Mama aligns her chair with the sun and adjusts both ends the way she wants: feet down, back up so she can peer out over the subdivision while she sips her coffee and enjoys her first cigarette. Then she lays the chair flat, spreads a towel over it, and strips down. A thin white scar peaks out of her bikini, but her stomach is flat and her waist is tiny. I wear my track shorts until Mama makes me take them off, but I refuse to wear a two-piece. “Your belly is going to be white as a fish,” she says, and I think, More like a whale, you mean. She will finish her cigarette before I get everything in order to suit me, my blanket spread out in case I feel the urge to switch. I carry out a bag of chips and Little Debbie cakes, even though Mama cautions that girls can’t eat this way forever. I raise the window in the kitchen and find a station we like on the radio, turn the volume up, pour a glass of tea, and refill the ice trays. “Want a pop?” I ask. But she doesn’t. “Anything else?”
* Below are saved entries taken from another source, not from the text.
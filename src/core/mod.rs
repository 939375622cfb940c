// Core modules implementing the column model, comparison strategies, and name helpers.
pub mod datetime;
pub mod decimal;
pub mod diagnostics;
pub mod engine;
pub mod error;
pub mod exact;
pub mod matches;
pub mod names;
pub mod options;
pub mod tolerance;
pub mod value;
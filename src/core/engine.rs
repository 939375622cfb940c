//! Purpose: Column equality entry point running the comparison fallback chain.
//! Exports: `ColumnComparer`, `Comparison`, `columns_equal`.
//! Role: Tolerance → decimal cast → date/string → exact, each step consuming only
//! the failure of the step before it.
//! Invariants: Always returns one boolean per position of the first column.
//! Invariants: Strategy failures never reach the caller; unresolvable input is all-false.
use crate::core::datetime;
use crate::core::decimal;
use crate::core::diagnostics::{CompareEvent, DiagnosticSink, Strategy, TracingSink};
use crate::core::error::{CompareError, Error};
use crate::core::exact;
use crate::core::matches::MatchVector;
use crate::core::options::CompareOptions;
use crate::core::tolerance::{self, Tolerance};
use crate::core::value::Column;

/// Compares two aligned columns with the given tolerances, logging fallbacks
/// through `tracing`.
pub fn columns_equal(a: &Column, b: &Column, rel_tol: f64, abs_tol: f64) -> MatchVector {
    let options = CompareOptions { rel_tol, abs_tol };
    ColumnComparer::with_sink(options, TracingSink).compare(a, b)
}

#[derive(Clone, Debug, PartialEq)]
pub struct Comparison {
    pub matches: MatchVector,
    /// Strategy that produced `matches`; for an all-false degradation, the
    /// strategy that failed.
    pub strategy: Strategy,
    pub degraded: bool,
}

pub struct ColumnComparer<S = TracingSink> {
    options: CompareOptions,
    sink: S,
}

impl ColumnComparer<TracingSink> {
    pub fn new(options: CompareOptions) -> Result<Self, Error> {
        options.validate()?;
        Ok(Self::with_sink(options, TracingSink))
    }
}

impl Default for ColumnComparer<TracingSink> {
    fn default() -> Self {
        Self::with_sink(CompareOptions::default(), TracingSink)
    }
}

impl<S: DiagnosticSink> ColumnComparer<S> {
    pub fn with_sink(options: CompareOptions, sink: S) -> Self {
        Self { options, sink }
    }

    pub fn options(&self) -> CompareOptions {
        self.options
    }

    pub fn compare(&self, a: &Column, b: &Column) -> MatchVector {
        self.compare_detailed(a, b).matches
    }

    pub fn compare_detailed(&self, a: &Column, b: &Column) -> Comparison {
        let tolerance = self.options.tolerance();
        match tolerance::compare(a, b, tolerance) {
            Ok(matches) => return self.resolved(Strategy::Tolerance, matches),
            Err(cause @ CompareError::TypeMismatch { .. }) => {
                self.fallback(Strategy::Tolerance, Strategy::DecimalCast, cause)
            }
            Err(cause) => return self.degraded(Strategy::Tolerance, cause, a.len()),
        }
        self.after_type_mismatch(a, b, tolerance)
    }

    fn after_type_mismatch(&self, a: &Column, b: &Column, tolerance: Tolerance) -> Comparison {
        match decimal::compare(a, b, tolerance) {
            Ok(matches) => return self.resolved(Strategy::DecimalCast, matches),
            Err(cause @ CompareError::CastFailure { .. }) => {
                if datetime::applies(a.kind(), b.kind()) {
                    self.fallback(Strategy::DecimalCast, Strategy::DateString, cause);
                    return self.date_string(a, b);
                }
                self.fallback(Strategy::DecimalCast, Strategy::Exact, cause);
            }
            Err(cause) => return self.degraded(Strategy::DecimalCast, cause, a.len()),
        }
        match exact::compare(a, b) {
            Ok(matches) => self.resolved(Strategy::Exact, matches),
            Err(cause) => self.degraded(Strategy::Exact, cause, a.len()),
        }
    }

    fn date_string(&self, a: &Column, b: &Column) -> Comparison {
        match datetime::reconcile(a, b) {
            Ok(matches) => self.resolved(Strategy::DateString, matches),
            Err(cause) => self.degraded(Strategy::DateString, cause, a.len()),
        }
    }

    fn fallback(&self, from: Strategy, to: Strategy, cause: CompareError) {
        self.sink.record(&CompareEvent::Fallback { from, to, cause });
    }

    fn resolved(&self, strategy: Strategy, matches: MatchVector) -> Comparison {
        self.sink.record(&CompareEvent::Resolved {
            strategy,
            len: matches.len(),
        });
        Comparison {
            matches,
            strategy,
            degraded: false,
        }
    }

    fn degraded(&self, strategy: Strategy, cause: CompareError, len: usize) -> Comparison {
        self.sink.record(&CompareEvent::Degraded { strategy, cause });
        Comparison {
            matches: MatchVector::all_false(len),
            strategy,
            degraded: true,
        }
    }
}
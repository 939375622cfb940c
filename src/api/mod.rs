//! Purpose: Define the stable public Rust API boundary for colmatch.
//! Exports: Column model, comparison engine, diagnostics, and join name helpers.
//! Role: Public, additive-only surface; strategy modules stay internal.
//! Invariants: This module is the only public path to the comparison engine.
//! Invariants: Internal strategy functions are not directly exposed.

pub use crate::core::datetime::parse_timestamp;
pub use crate::core::diagnostics::{
    CompareEvent, DiagnosticSink, NoopSink, Strategy, TracingSink,
};
pub use crate::core::engine::{ColumnComparer, Comparison, columns_equal};
pub use crate::core::error::{CompareError, Error, ErrorKind};
pub use crate::core::matches::MatchVector;
pub use crate::core::names::{NameSet, resolve_merged_columns, temp_column_name};
pub use crate::core::options::CompareOptions;
pub use crate::core::value::{Column, StorageKind, Value};
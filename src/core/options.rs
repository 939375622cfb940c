//! Purpose: Tolerance configuration for column comparisons.
//! Exports: `CompareOptions`.
//! Role: Config layer shared by `ColumnComparer` and callers loading settings from JSON.
//! Invariants: Validated options hold finite, non-negative tolerances.
use crate::core::error::{Error, ErrorKind};
use crate::core::tolerance::Tolerance;
use serde::Deserialize;

#[derive(Clone, Copy, Debug, Default, Deserialize, PartialEq)]
#[serde(default, deny_unknown_fields)]
pub struct CompareOptions {
    pub rel_tol: f64,
    pub abs_tol: f64,
}

impl CompareOptions {
    pub fn new(rel_tol: f64, abs_tol: f64) -> Result<Self, Error> {
        let options = Self { rel_tol, abs_tol };
        options.validate()?;
        Ok(options)
    }

    pub fn from_json(input: &str) -> Result<Self, Error> {
        let options: Self = serde_json::from_str(input).map_err(|err| {
            Error::new(ErrorKind::Usage)
                .with_message("invalid compare options")
                .with_source(err)
        })?;
        options.validate()?;
        Ok(options)
    }

    pub fn validate(&self) -> Result<(), Error> {
        for (name, value) in [("rel_tol", self.rel_tol), ("abs_tol", self.abs_tol)] {
            if !value.is_finite() || value < 0.0 {
                return Err(Error::new(ErrorKind::Usage)
                    .with_message(format!("{name} must be a finite, non-negative number")));
            }
        }
        Ok(())
    }

    pub(crate) fn tolerance(&self) -> Tolerance {
        Tolerance::new(self.rel_tol, self.abs_tol)
    }
}
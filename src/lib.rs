//! Purpose: Tolerance-aware equality for heterogeneous table columns.
//! Exports: `api` (column model, `columns_equal`, diagnostics, join name helpers).
//! Role: Library consumed by a table-diff orchestrator once per column pair.
//! Invariants: Comparisons are pure; no global state, I/O, or logger installation.
//! Invariants: Strategy failures resolve inside the engine and never reach callers.
pub mod api;
mod core;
“Not right now, Tabby,” she says.

I see her through the kitchen window, rubbing down her legs and arms, the fiery red ember of a Winston as she takes a hard drag, and I remember suntan lotion, go back for it because I cannot stand oil of any kind. I don’t like getting my hair and suit greasy, or sticking to my chair. Mama says it’s a small sacrifice. She swears by baby oil and iodine, and she ought to know. Motor oil is good, too, she says. But mayonnaise, now that will burn you good. I stick to my Coppertone 8, which I put on inside the house where it’s warm, hoping it will soak in before I hit the cool air outside. Mama says I shouldn’t even bother if I’m going to wear sunscreen, but I worry about ultraviolet rays.

“Sun’s good for you,” she says. “Clear up that acne.”

I have this gross constellation of zits on my forehead, so I’m willing to listen even though I don’t act like it.

I bring the bottle with me, circle around Mama so she can do my back. I will have to do hers, too, so I grab a wet washrag to wipe Mama’s oil from my hands afterwards. I don’t want to get the pages of my library books greasy.

By 10:15, I am unfolding my chair. I always leave the newer one for Mama, take the one with the busted strap. One of the gears is broken, too, so I have to lie flat on my back. I get everything the way I want and then lie down. “What time is it?” I ask, and Mama checks her watch latched around the frame of her chair.

“10:20,” she says.

“Is that all? God, I’m dying.”

Mama crushes out her cigarette in the grass.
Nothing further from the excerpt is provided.